I have my follow up appointment tomorrow with my rheumatologist. I hope she will be able to officially diagnose me with hypermobility syndrome. I know Hypermobility syndrome doesn't seem to be as recognized here in the USA as it does in Britain and I just want an official diagnosis so I can move on with a plan on how to protect my joints from future damage where possible and get the help I need. Health insurance over here is very different than in the UK. (I was born in London and lived in the south of England until I moved here with my husband in 1992.) I have prepared a list of all my medical issues and dates along with a list of my doctors I have seen. I am hoping that with this along with my medical notes that detail all the tests I have had will be enough evidence to get diagnosed. I have felt for years like I was losing my mind in constant pain and one problem after the other. I am tired of being in pain and need help to be able to move forward. Does anyone have any advice on how else to prepare for my appointment? Also does anyone have any recommendations for doctors/therapists in the Dallas, TX area? I could not find any in search.

[Blaadyblah]

The rules of these boards forbid naming medical professionals unless they are Advisors, but members can contact you using the pm button if they have a suggestion and need to name them.
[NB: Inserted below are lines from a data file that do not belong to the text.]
use std::marker::PhantomData;
use std::time::Instant;
use totsu::MatBuild;
use totsu_core::solver::{Solver, SolverError};
use totsu_core::{LinAlgEx, FloatGeneric};
use crate::{QP_INFTY, CscMat, QpBackend, QpWorkspace, QpData, QpSettings, QpInfo, QpStatus, ProbBoxQP, sym_p_sqrt};
use super::check_bounds;

//

/// [`QpBackend`] by the [`totsu_core`] first-order conic solver.
#[derive(Debug, Clone, Copy)]
pub struct TotsuBackend<L: LinAlgEx<F = f64> = FloatGeneric<f64>>
{
    ph_l: PhantomData<L>,
}

impl<L: LinAlgEx<F = f64>> TotsuBackend<L>
{
    pub fn new() -> Self
    {
        TotsuBackend {
            ph_l: PhantomData,
        }
    }
}

impl<L: LinAlgEx<F = f64>> Default for TotsuBackend<L>
{
    fn default() -> Self
    {
        Self::new()
    }
}

impl<L: LinAlgEx<F = f64>> QpBackend for TotsuBackend<L>
{
    type Workspace = TotsuWorkspace<L>;

    fn setup(&self, data: QpData, settings: &QpSettings) -> Result<Self::Workspace, QpStatus>
    {
        data.check()?;

        let (n, m) = data.dim();
        log::trace!("setup: {} variables, {} constraints, nnz(A) = {}", n, m, data.mat_a.nnz());

        let cost_scale = cost_scale(&data.mat_p);
        log::trace!("cost scale: {:.3e}", cost_scale);
        let sym_p_sqrt = sym_p_sqrt(&data.mat_p, cost_scale, settings.eps_zero);

        Ok(TotsuWorkspace {
            data,
            settings: settings.clone(),
            cost_scale,
            sym_p_sqrt,
            warm_start: None,
            x: vec![0.; n],
        })
    }
}

/// Reciprocal of the largest diagonal element of \\(P\\), or one if there is none.
fn cost_scale(mat_p: &CscMat) -> f64
{
    let n = mat_p.size().0;

    let max_diag = (0.. n).map(|i| mat_p.get(i, i)).fold(0., f64::max);

    if max_diag.is_normal() {
        max_diag.recip()
    }
    else {
        1.
    }
}

//

/// Workspace of [`TotsuBackend`]
///
/// Warm start is realized by solving for the displacement \\(\delta = x - x_0\\)
/// from the warm start \\(x_0\\):
/// \\(q\\) becomes \\(q + P x_0\\) and the bounds become \\(l - A x_0, u - A x_0\\).
///
/// The solver sees the cost \\(\alpha ({1 \over 2} x^T P x + q^T x)\\)
/// with \\(\alpha\\) the reciprocal of the largest diagonal element of \\(P\\).
/// The reported objective is unscaled.
pub struct TotsuWorkspace<L: LinAlgEx<F = f64>>
{
    data: QpData,
    settings: QpSettings,
    cost_scale: f64,
    sym_p_sqrt: MatBuild<L>,
    warm_start: Option<Vec<f64>>,
    x: Vec<f64>,
}

impl<L: LinAlgEx<F = f64>> TotsuWorkspace<L>
{
    fn shifted(&self, x0: &[f64]) -> (Vec<f64>, Vec<f64>, Vec<f64>)
    {
        let (n, m) = self.data.dim();

        let mut q = self.data.vec_q.clone();
        let mut px0 = vec![0.; n];
        self.data.mat_p.sym_upper_mul_vec(x0, &mut px0);
        for (e, v) in q.iter_mut().zip(&px0) {
            *e += v;
        }

        let mut ax0 = vec![0.; m];
        self.data.mat_a.mul_vec(1., x0, 0., &mut ax0);

        let shift = |b: &[f64]| -> Vec<f64> {
            b.iter().zip(&ax0).map(|(&v, &a)| {
                if v.abs() >= QP_INFTY {
                    v
                }
                else {
                    v - a
                }
            }).collect()
        };
        let lower = shift(&self.data.lower);
        let upper = shift(&self.data.upper);

        (q, lower, upper)
    }

    fn solve_core(&mut self) -> QpStatus
    {
        let n = self.data.dim().0;

        let x0 = match (&self.warm_start, self.settings.warm_start) {
            (Some(x0), true) => Some(x0.clone()),
            _ => None,
        };
        let (mut q, lower, upper) = match &x0 {
            Some(x0) => self.shifted(x0),
            None => (self.data.vec_q.clone(), self.data.lower.clone(), self.data.upper.clone()),
        };
        for e in q.iter_mut() {
            *e *= self.cost_scale;
        }

        let settings = &self.settings;
        let s = Solver::<L>::new().par(|p| {
            p.max_iter = settings.max_iter;
            p.eps_acc = settings.eps_acc;
            p.eps_inf = settings.eps_inf;
            p.eps_zero = settings.eps_zero;
            if settings.verbose {
                p.log_period = 100;
            }
        });

        let mut prob = ProbBoxQP::new(
            &self.sym_p_sqrt, &q,
            &self.data.mat_a, &lower, &upper,
            settings.scaled_termination
        );
        log::trace!("conic rows: {}", 2 + n + prob.num_bound_rows());

        let rslt = s.solve(prob.problem());

        match rslt {
            Ok((x, _)) => {
                self.x.copy_from_slice(&x[0.. n]);
                if let Some(x0) = &x0 {
                    for (e, v) in self.x.iter_mut().zip(x0) {
                        *e += v;
                    }
                }
                QpStatus::Solved
            },
            Err(e) => {
                log::warn!("{}", e);
                match e {
                    SolverError::ExcessIter => QpStatus::MaxIterReached,
                    SolverError::Infeasible => QpStatus::PrimalInfeasible,
                    SolverError::Unbounded => QpStatus::DualInfeasible,
                    SolverError::InvalidOp | SolverError::WorkShortage | SolverError::ConeFailure => QpStatus::SolverFailure,
                }
            },
        }
    }
}

impl<L: LinAlgEx<F = f64>> QpWorkspace for TotsuWorkspace<L>
{
    fn warm_start_x(&mut self, x: &[f64]) -> Result<(), QpStatus>
    {
        if x.len() != self.data.dim().0 || !x.iter().all(|v| v.is_finite()) {
            log::error!("invalid warm start of length {}", x.len());
            return Err(QpStatus::InvalidData);
        }

        match &mut self.warm_start {
            Some(ws) => ws.copy_from_slice(x),
            None => self.warm_start = Some(x.to_vec()),
        }
        Ok(())
    }

    fn update_a_values(&mut self, a_data: &[f64]) -> Result<(), QpStatus>
    {
        self.data.mat_a.set_data(a_data).map_err(|_| {
            log::error!("{} values given for nnz(A) = {}", a_data.len(), self.data.mat_a.nnz());
            QpStatus::InvalidData
        })
    }

    fn update_bounds(&mut self, lower: &[f64], upper: &[f64]) -> Result<(), QpStatus>
    {
        if lower.len() != self.data.dim().1 {
            log::error!("{} bounds given for {} constraints", lower.len(), self.data.dim().1);
            return Err(QpStatus::InvalidData);
        }
        check_bounds(lower, upper)?;

        self.data.lower.copy_from_slice(lower);
        self.data.upper.copy_from_slice(upper);
        Ok(())
    }

    fn solve(&mut self) -> QpInfo
    {
        let start = Instant::now();
        let mut status = self.solve_core();

        let elapsed = start.elapsed().as_secs_f64();
        log::trace!("solve: {} in {:.3e} s", status, elapsed);

        if self.settings.time_limit > 0. && elapsed > self.settings.time_limit {
            log::warn!("time limit {} s exceeded: {:.3e} s", self.settings.time_limit, elapsed);
            status = QpStatus::TimeLimitReached;
        }

        let obj_val = if status.is_success() {
            0.5 * self.data.mat_p.quad_form_upper(&self.x)
            + self.data.vec_q.iter().zip(&self.x).map(|(q, x)| q * x).sum::<f64>()
        }
        else {
            f64::INFINITY
        };

        QpInfo {
            status,
            obj_val,
        }
    }

    fn solution(&self) -> &[f64]
    {
        &self.x
    }
}

impl<L: LinAlgEx<F = f64>> Drop for TotsuWorkspace<L>
{
    fn drop(&mut self)
    {
        log::trace!("workspace released");
    }
}

//

#[test]
fn test_totsu_backend_box_qp()
{
    use float_eq::assert_float_eq;

    let _ = env_logger::builder().is_test(true).try_init();

    // minimize (1/2)(x0^2 + x1^2) - x0 - 4 x1  s.t. x0 + x1 <= 2, -1 <= x0 <= 1
    let data = QpData {
        mat_p: CscMat::from_columns(2, &[
            vec![(0, 1.)],
            vec![(1, 1.)],
        ]),
        vec_q: vec![-1., -4.],
        mat_a: CscMat::from_columns(2, &[
            vec![(0, 1.), (1, 1.)],
            vec![(1, 1.)],
        ]),
        lower: vec![-1., -QP_INFTY],
        upper: vec![1., 2.],
    };
    let settings = QpSettings::default();

    let backend = TotsuBackend::<FloatGeneric<f64>>::new();
    let mut ws = backend.setup(data, &settings).unwrap();

    let info = ws.solve();
    assert_eq!(info.status, QpStatus::Solved);
    // projection of (1, 4) onto x0 + x1 <= 2
    assert_float_eq!(ws.solution(), [-0.5, 2.5].as_ref(), abs_all <= 1e-3);
    assert_float_eq!(info.obj_val, 0.5 * (0.25 + 6.25) + 0.5 - 10., abs <= 1e-3);

    // warm start does not move the optimum
    ws.warm_start_x(&[0., 2.]).unwrap();
    let info = ws.solve();
    assert_eq!(info.status, QpStatus::Solved);
    assert_float_eq!(ws.solution(), [-0.5, 2.5].as_ref(), abs_all <= 1e-3);

    // x0 >= 0 now
    ws.update_bounds(&[0., -QP_INFTY], &[1., 2.]).unwrap();
    let info = ws.solve();
    assert_eq!(info.status, QpStatus::Solved);
    assert_float_eq!(ws.solution(), [0., 2.].as_ref(), abs_all <= 1e-3);

    assert_eq!(ws.update_a_values(&[1., 1.]), Err(QpStatus::InvalidData));
    assert_eq!(ws.update_bounds(&[2., 0.], &[1., 2.]), Err(QpStatus::InvalidData));
    assert_eq!(ws.warm_start_x(&[0.]), Err(QpStatus::InvalidData));
}

#[test]
fn test_totsu_backend_reject()
{
    let backend = TotsuBackend::<FloatGeneric<f64>>::new();

    // lower triangle in P
    let data = QpData {
        mat_p: CscMat::from_columns(2, &[
            vec![(0, 1.), (1, 1.)],
            vec![(1, 1.)],
        ]),
        vec_q: vec![0., 0.],
        mat_a: CscMat::from_columns(0, &[vec![], vec![]]),
        lower: vec![],
        upper: vec![],
    };
    assert!(matches!(backend.setup(data, &QpSettings::default()), Err(QpStatus::InvalidData)));
}

#[test]
fn test_totsu_backend_heavy_cost()
{
    use float_eq::assert_float_eq;

    let _ = env_logger::builder().is_test(true).try_init();

    // minimize (1/2) w (x0 - x1)^2 + (1/2)(x0^2 + x1^2) - 2 w x0 - w x1  s.t. 0 <= x0 <= 1, 0 <= x1 <= 0.5
    let w = 1e3;
    let data = QpData {
        mat_p: CscMat::from_columns(2, &[
            vec![(0, w + 1.)],
            vec![(0, -w), (1, w + 1.)],
        ]),
        vec_q: vec![-2. * w, -w],
        mat_a: CscMat::from_columns(2, &[
            vec![(0, 1.)],
            vec![(1, 1.)],
        ]),
        lower: vec![0., 0.],
        upper: vec![1., 0.5],
    };
    assert_float_eq!(cost_scale(&data.mat_p), 1. / (w + 1.), rmax <= 1e-12);

    let backend = TotsuBackend::<FloatGeneric<f64>>::new();
    let mut ws = backend.setup(data, &QpSettings::default()).unwrap();
    ws.warm_start_x(&[0., 0.]).unwrap();

    let info = ws.solve();
    assert_eq!(info.status, QpStatus::Solved);
    // both upper bounds active
    assert_float_eq!(ws.solution(), [1., 0.5].as_ref(), abs_all <= 1e-3);
    // reported unscaled
    let obj = 0.5 * (w * 0.25 + 1.25) - 2.5 * w;
    assert_float_eq!(info.obj_val, obj, rmax <= 1e-5);
}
We have a few other members in Texas though so you could be in luck, otherwise I'll ask a friend there when I speak to her next. Treatment in the first instance is usually physiotherapy, so it may help to have a look at how you access that with your coverage.

[shirleytx7]

I have been to four different physical therapists over the past 4 years and they have not been very helpful and I usually end up worse than when I started. I am hoping once diagnosed I can find a physical therapist with experience treating hypermobility.

[Rosie]

Hi Shirley

If you use the search tool at the top of the page, and search for 'Texas' you will find other members who live in your area.

Rosie

[shirleytx7]

My appointment went well My rheumatologist and I was officially diagnosed with Hypermobility Syndrome. 4 and a half years of pain and being passed from one doctor to another thank goodness for my wonderful new doctor. She is referring me to a physiotherapist who will work on muscle strengthening based on my diagnosis.